Maybe she thought the cloak would work for her…heck, she was running for the water. I could tell she wasn’t a fairy, though.

Just an idiot thief. And she was plunging into the water. “It won’t work!” I called after her. “It only works for its owner!”

“I need to…I need to…”

Escape? Maybe that was it. Had she been another fairy maybe…but she sensed to me as entirely mortal. No, not quite. There was a bit of magic there. A trace.

And then a wave knocked her off her feet. Fortunately, that was all it did, it didn’t start sweeping her out to sea.

But she let go of the cloak and the water took it. I didn’t go after it. I trusted its owner could do so faster than I could.

Instead, I plunged towards her, glad I was dressed for the beach. I had her wrists in a moment. “Look at me. It wouldn’t have worked for you.”

“Please.”

“What are you running away from?” I realized after a moment, it was a who.

“I…” She spread her hands. She had webbing, the mark of somebody who had a selkie ancestor.

“You don’t have enough of the magic,” I told her, softly. “But there are other ways to escape. I can help you.”

The selkie had retrieved her cloak. She looked at me, smiled, and then swung it around herself as she plunged into the water. What surfaced was a seal, swimming rapidly out to sea.

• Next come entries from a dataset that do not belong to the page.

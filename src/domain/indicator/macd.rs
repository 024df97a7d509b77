//! MACD (Moving Average Convergence Divergence).
//!
//! MACD Line = EMA(fast) - EMA(slow)
//! Signal Line = EMA(signal) of MACD Line
//! Histogram = MACD Line - Signal Line
//!
//! Default parameters: fast=12, slow=26, signal=9. EMAs seed on the first
//! defined value, so all three lines are defined wherever the input is.

use crate::domain::error::InputError;
use crate::domain::indicator::{IndicatorSeries, difference, ema, require_positive};

pub const DEFAULT_FAST: usize = 12;
pub const DEFAULT_SLOW: usize = 26;
pub const DEFAULT_SIGNAL: usize = 9;

#[derive(Debug, Clone, PartialEq)]
pub struct MacdOutput {
    pub line: IndicatorSeries,
    pub signal: IndicatorSeries,
    pub histogram: IndicatorSeries,
}

pub fn macd(
    series: &[Option<f64>],
    fast: usize,
    slow: usize,
    signal_period: usize,
) -> Result<MacdOutput, InputError> {
    require_positive(fast)?;
    require_positive(slow)?;
    require_positive(signal_period)?;

    let line = difference(&ema(series, fast)?, &ema(series, slow)?);
    let signal = ema(&line, signal_period)?;
    let histogram = difference(&line, &signal);
    Ok(MacdOutput {
        line,
        signal,
        histogram,
    })
}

I had a feeling it wasn’t the last I’d ever see of her.

“He’ll kill me. He’ll kill you.”

“Look at me. Use the Sight, if you have it.”

Her eyes widened, seal-like in that moment. “You…” she whispered.

“I can help you.”

“He’s coming,” she whispered.

Partner, boyfriend, husband, father? Kanesha knew about abusive fathers.

“Are you sure you want to leave him?” I asked her.

“Yes.”

“Then stay close to me. Walk next to me. Pretend nothing’s wrong.”

Kanesha had heard. She moved to the other side.

“When he sees me with anyone…”

I smiled. “He won’t.”

Her eyes widened. “Glamorie?”

“Something akin.” I strengthened the ‘nothing to see here’ field, wrapping it around all three of us. There were lots of people on the beach.

He wouldn’t see us. I was determined of that. Of course, it was only the first step. And the future steps would likely involve beating him up.

Or the police. Restraining orders, though, seldom worked. At least not in the stories I’d heard.

And I was a long way from my own turf.